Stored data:
============
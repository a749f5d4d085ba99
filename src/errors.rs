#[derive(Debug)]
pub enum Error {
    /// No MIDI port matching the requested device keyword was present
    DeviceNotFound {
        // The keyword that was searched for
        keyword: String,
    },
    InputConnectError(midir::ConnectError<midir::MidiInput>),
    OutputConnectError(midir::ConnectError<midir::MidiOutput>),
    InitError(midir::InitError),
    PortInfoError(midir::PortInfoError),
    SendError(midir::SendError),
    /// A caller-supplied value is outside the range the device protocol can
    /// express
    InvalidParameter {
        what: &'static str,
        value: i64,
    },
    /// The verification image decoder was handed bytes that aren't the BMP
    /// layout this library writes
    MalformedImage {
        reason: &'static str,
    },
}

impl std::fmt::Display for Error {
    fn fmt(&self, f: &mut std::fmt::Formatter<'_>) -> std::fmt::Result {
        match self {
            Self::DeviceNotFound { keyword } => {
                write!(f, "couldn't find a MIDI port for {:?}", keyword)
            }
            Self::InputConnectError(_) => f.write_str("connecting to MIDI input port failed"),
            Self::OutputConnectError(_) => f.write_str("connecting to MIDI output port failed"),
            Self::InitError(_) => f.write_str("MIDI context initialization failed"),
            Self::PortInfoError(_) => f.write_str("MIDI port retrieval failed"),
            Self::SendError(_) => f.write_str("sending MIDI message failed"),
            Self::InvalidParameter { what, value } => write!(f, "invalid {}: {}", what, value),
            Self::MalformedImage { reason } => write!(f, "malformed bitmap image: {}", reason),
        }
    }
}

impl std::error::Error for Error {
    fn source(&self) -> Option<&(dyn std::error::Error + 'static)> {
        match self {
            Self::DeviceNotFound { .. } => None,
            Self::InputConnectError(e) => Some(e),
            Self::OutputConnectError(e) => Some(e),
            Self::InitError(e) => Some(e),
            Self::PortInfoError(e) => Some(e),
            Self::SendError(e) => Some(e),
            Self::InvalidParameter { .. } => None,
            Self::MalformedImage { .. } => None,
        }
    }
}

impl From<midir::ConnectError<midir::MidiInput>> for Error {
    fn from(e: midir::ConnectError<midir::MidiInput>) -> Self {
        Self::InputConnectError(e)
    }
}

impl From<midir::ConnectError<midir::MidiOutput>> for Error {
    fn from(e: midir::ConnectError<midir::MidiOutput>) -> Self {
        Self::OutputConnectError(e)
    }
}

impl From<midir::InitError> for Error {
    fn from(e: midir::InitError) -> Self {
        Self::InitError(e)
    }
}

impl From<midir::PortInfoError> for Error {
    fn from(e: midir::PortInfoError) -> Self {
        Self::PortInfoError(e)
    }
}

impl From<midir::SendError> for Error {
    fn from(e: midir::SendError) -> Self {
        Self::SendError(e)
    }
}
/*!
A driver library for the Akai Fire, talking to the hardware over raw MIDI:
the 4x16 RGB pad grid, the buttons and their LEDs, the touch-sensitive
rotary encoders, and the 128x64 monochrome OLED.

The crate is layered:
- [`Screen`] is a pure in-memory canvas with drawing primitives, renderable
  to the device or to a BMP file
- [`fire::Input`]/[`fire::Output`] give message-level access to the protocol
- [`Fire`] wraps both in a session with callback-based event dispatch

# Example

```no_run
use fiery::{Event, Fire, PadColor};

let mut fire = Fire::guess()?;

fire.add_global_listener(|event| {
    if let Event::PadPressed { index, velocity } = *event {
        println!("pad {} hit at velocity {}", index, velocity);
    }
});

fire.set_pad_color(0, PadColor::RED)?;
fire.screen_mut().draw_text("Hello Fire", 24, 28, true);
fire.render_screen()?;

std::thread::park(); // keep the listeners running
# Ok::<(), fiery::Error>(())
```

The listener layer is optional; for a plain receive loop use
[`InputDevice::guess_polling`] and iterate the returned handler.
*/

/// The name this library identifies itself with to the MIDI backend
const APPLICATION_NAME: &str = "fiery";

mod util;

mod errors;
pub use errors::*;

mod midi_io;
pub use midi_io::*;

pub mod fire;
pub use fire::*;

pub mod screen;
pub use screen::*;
============
PROBLEM: Output every record above in full, exactly as it reads.

SOLVED EXERCISE:
repository a749f5d4d085ba99
filename src/errors.rs
#[derive(Debug)]
pub enum Error {
    /// No MIDI port matching the requested device keyword was present
    DeviceNotFound {
        // The keyword that was searched for
        keyword: String,
    },
    InputConnectError(midir::ConnectError<midir::MidiInput>),
    OutputConnectError(midir::ConnectError<midir::MidiOutput>),
    InitError(midir::InitError),
    PortInfoError(midir::PortInfoError),
    SendError(midir::SendError),
    /// A caller-supplied value is outside the range the device protocol can
    /// express
    InvalidParameter {
        what: &'static str,
        value: i64,
    },
    /// The verification image decoder was handed bytes that aren't the BMP
    /// layout this library writes
    MalformedImage {
        reason: &'static str,
    },
}

impl std::fmt::Display for Error {
    fn fmt(&self, f: &mut std::fmt::Formatter<'_>) -> std::fmt::Result {
        match self {
            Self::DeviceNotFound { keyword } => {
                write!(f, "couldn't find a MIDI port for {:?}", keyword)
            }
            Self::InputConnectError(_) => f.write_str("connecting to MIDI input port failed"),
            Self::OutputConnectError(_) => f.write_str("connecting to MIDI output port failed"),
            Self::InitError(_) => f.write_str("MIDI context initialization failed"),
            Self::PortInfoError(_) => f.write_str("MIDI port retrieval failed"),
            Self::SendError(_) => f.write_str("sending MIDI message failed"),
            Self::InvalidParameter { what, value } => write!(f, "invalid {}: {}", what, value),
            Self::MalformedImage { reason } => write!(f, "malformed bitmap image: {}", reason),
        }
    }
}

impl std::error::Error for Error {
    fn source(&self) -> Option<&(dyn std::error::Error + 'static)> {
        match self {
            Self::DeviceNotFound { .. } => None,
            Self::InputConnectError(e) => Some(e),
            Self::OutputConnectError(e) => Some(e),
            Self::InitError(e) => Some(e),
            Self::PortInfoError(e) => Some(e),
            Self::SendError(e) => Some(e),
            Self::InvalidParameter { .. } => None,
            Self::MalformedImage { .. } => None,
        }
    }
}

impl From<midir::ConnectError<midir::MidiInput>> for Error {
    fn from(e: midir::ConnectError<midir::MidiInput>) -> Self {
        Self::InputConnectError(e)
    }
}

impl From<midir::ConnectError<midir::MidiOutput>> for Error {
    fn from(e: midir::ConnectError<midir::MidiOutput>) -> Self {
        Self::OutputConnectError(e)
    }
}

impl From<midir::InitError> for Error {
    fn from(e: midir::InitError) -> Self {
        Self::InitError(e)
    }
}

impl From<midir::PortInfoError> for Error {
    fn from(e: midir::PortInfoError) -> Self {
        Self::PortInfoError(e)
    }
}

impl From<midir::SendError> for Error {
    fn from(e: midir::SendError) -> Self {
        Self::SendError(e)
    }
}
/*!
A driver library for the Akai Fire, talking to the hardware over raw MIDI:
the 4x16 RGB pad grid, the buttons and their LEDs, the touch-sensitive
rotary encoders, and the 128x64 monochrome OLED.

The crate is layered:
- [`Screen`] is a pure in-memory canvas with drawing primitives, renderable
  to the device or to a BMP file
- [`fire::Input`]/[`fire::Output`] give message-level access to the protocol
- [`Fire`] wraps both in a session with callback-based event dispatch

# Example

```no_run
use fiery::{Event, Fire, PadColor};

let mut fire = Fire::guess()?;

fire.add_global_listener(|event| {
    if let Event::PadPressed { index, velocity } = *event {
        println!("pad {} hit at velocity {}", index, velocity);
    }
});

fire.set_pad_color(0, PadColor::RED)?;
fire.screen_mut().draw_text("Hello Fire", 24, 28, true);
fire.render_screen()?;

std::thread::park(); // keep the listeners running
# Ok::<(), fiery::Error>(())
```

The listener layer is optional; for a plain receive loop use
[`InputDevice::guess_polling`] and iterate the returned handler.
*/

/// The name this library identifies itself with to the MIDI backend
const APPLICATION_NAME: &str = "fiery";

mod util;

mod errors;
pub use errors::*;

mod midi_io;
pub use midi_io::*;

pub mod fire;
pub use fire::*;

pub mod screen;
pub use screen::*;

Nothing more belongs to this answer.